» WHAT THE TASK ASKS:
Copy out, from the entries below, each line that holds the string "OnceCell".

» Stored entries:
=== Section Start ===

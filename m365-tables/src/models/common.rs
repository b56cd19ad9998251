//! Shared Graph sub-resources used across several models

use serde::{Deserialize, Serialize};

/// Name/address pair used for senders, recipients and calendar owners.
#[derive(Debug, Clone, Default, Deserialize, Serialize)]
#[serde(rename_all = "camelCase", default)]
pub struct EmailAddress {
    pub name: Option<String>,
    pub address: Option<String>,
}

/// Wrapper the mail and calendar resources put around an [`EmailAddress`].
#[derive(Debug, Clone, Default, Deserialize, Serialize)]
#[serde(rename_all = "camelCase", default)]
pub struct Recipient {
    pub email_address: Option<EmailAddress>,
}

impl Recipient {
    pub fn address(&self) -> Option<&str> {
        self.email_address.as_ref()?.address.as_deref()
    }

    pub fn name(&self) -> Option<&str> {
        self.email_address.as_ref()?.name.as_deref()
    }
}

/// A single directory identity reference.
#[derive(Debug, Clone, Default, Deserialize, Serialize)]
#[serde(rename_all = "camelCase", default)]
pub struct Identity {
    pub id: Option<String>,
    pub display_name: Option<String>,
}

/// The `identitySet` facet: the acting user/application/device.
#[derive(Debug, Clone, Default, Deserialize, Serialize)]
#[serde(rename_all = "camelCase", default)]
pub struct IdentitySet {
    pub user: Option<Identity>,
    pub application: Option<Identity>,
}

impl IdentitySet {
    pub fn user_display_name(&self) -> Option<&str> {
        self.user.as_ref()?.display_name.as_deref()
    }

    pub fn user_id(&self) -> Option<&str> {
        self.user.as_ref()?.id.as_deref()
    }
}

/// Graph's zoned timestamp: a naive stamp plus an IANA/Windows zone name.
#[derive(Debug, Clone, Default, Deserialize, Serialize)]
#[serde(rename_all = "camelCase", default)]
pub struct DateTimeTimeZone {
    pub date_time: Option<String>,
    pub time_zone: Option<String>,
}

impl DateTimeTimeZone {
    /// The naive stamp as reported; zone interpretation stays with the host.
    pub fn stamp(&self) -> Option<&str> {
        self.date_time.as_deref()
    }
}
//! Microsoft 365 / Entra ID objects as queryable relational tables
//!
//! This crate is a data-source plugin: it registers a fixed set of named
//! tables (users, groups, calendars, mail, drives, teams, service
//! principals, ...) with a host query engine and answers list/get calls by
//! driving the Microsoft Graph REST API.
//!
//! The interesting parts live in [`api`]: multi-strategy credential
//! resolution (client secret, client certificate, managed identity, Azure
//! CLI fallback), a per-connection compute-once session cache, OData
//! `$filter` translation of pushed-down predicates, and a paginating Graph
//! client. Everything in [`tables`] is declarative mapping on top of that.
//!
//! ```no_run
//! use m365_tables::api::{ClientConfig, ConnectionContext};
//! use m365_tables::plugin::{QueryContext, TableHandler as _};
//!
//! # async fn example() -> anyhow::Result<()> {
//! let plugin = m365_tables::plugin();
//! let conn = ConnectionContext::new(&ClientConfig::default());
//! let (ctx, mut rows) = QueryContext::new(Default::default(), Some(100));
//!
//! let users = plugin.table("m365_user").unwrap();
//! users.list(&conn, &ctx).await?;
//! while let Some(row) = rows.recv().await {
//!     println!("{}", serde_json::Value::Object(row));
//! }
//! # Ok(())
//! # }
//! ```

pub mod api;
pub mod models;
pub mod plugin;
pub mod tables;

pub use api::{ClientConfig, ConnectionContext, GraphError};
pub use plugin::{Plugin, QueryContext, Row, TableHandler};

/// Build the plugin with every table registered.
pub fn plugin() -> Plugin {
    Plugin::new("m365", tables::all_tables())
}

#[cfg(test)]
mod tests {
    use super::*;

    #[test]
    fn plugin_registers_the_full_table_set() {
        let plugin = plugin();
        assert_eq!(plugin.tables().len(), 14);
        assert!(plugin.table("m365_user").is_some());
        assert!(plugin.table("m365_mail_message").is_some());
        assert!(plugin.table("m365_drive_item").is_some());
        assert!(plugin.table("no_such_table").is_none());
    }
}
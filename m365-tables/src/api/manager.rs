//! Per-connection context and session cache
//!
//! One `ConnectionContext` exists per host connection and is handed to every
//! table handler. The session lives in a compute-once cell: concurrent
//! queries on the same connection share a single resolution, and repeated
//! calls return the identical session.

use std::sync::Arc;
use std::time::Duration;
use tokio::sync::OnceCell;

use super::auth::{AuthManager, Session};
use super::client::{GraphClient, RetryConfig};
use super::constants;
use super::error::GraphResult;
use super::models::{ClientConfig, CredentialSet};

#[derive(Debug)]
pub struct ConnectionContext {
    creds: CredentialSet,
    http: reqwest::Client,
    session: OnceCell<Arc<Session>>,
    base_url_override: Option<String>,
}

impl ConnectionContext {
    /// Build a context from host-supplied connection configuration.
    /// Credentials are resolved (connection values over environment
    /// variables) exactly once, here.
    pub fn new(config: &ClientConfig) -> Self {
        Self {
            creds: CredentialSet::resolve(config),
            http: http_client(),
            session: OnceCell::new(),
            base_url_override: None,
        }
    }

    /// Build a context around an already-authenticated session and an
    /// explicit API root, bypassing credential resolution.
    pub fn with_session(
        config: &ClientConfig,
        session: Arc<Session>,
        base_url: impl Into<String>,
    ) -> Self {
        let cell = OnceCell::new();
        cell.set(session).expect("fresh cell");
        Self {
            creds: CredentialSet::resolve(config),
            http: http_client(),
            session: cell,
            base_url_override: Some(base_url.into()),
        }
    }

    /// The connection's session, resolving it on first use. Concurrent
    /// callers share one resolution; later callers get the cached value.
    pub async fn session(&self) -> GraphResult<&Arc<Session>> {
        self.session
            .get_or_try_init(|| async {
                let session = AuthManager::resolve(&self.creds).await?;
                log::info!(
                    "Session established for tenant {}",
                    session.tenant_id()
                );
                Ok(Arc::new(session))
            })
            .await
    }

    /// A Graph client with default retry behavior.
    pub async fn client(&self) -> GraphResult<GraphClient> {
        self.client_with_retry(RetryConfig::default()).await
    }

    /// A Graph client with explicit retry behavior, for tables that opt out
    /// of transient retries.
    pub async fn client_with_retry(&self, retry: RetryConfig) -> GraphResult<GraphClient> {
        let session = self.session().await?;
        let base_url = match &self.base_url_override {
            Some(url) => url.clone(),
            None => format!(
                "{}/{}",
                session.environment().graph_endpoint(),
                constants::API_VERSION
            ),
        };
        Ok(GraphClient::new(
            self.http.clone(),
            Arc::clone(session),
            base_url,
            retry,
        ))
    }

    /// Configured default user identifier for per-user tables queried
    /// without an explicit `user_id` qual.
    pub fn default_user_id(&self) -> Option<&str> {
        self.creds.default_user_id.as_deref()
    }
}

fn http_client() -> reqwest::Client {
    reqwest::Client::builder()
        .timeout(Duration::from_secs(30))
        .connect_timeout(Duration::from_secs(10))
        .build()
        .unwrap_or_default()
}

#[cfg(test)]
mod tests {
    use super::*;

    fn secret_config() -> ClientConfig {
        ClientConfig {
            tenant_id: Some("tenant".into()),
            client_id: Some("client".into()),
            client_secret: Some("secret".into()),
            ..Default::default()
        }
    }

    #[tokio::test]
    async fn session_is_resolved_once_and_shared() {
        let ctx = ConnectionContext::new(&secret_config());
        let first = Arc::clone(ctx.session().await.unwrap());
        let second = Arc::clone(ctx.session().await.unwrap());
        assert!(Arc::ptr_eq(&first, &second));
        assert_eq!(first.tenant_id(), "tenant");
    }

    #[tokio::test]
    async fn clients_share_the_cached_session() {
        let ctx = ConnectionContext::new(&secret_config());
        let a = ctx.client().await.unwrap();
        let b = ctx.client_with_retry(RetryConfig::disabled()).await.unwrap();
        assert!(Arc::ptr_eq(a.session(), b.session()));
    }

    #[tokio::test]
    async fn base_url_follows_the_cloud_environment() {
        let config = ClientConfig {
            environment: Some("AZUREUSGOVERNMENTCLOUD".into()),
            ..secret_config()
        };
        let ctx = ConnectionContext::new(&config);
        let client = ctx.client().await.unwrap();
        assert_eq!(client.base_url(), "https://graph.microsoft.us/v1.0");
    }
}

=== Section End ===
=== Section Start ===

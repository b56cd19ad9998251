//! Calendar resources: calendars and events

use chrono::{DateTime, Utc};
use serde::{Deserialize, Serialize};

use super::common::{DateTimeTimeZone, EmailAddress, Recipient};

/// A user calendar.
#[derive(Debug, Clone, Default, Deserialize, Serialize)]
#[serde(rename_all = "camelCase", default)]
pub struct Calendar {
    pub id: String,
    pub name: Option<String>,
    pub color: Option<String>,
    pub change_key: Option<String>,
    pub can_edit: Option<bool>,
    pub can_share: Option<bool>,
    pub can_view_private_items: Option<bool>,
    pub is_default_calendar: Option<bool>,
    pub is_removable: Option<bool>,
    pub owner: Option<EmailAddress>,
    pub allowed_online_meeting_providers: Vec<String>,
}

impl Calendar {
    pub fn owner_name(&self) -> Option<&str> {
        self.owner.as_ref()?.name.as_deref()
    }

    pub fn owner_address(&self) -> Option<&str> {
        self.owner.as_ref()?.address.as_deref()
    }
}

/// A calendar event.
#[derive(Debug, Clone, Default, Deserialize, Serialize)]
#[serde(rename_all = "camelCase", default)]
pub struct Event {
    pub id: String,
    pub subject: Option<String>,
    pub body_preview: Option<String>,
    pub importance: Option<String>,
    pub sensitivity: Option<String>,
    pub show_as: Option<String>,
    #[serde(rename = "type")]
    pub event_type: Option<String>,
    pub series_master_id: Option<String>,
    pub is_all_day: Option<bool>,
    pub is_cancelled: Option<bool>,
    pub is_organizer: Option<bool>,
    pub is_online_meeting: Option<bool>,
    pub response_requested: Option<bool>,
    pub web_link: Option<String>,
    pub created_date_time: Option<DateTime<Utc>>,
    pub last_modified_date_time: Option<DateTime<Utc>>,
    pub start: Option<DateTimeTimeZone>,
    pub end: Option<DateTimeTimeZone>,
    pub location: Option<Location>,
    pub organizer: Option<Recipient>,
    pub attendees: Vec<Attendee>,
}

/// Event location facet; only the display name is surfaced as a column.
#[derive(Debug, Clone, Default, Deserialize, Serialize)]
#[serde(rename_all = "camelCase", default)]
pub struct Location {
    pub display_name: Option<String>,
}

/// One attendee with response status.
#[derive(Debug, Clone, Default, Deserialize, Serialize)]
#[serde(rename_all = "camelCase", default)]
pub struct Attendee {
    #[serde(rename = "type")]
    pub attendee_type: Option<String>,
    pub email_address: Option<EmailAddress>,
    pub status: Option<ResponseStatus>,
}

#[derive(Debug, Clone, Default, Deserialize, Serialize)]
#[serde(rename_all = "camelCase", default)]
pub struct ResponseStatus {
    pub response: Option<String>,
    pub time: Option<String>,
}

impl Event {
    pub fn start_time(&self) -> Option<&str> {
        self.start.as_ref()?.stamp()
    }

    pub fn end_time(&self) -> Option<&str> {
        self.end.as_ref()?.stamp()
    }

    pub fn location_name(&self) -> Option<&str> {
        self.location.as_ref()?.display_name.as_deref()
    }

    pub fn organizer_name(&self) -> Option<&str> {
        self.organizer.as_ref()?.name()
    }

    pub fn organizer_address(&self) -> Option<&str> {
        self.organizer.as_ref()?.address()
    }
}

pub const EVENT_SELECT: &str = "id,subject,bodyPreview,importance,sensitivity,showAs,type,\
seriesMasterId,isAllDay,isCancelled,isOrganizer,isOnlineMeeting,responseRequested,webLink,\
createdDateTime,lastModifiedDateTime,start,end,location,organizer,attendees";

=== Section End ===

» ANSWER BOX:
use tokio::sync::OnceCell;
    session: OnceCell<Arc<Session>>,
            session: OnceCell::new(),
        let cell = OnceCell::new();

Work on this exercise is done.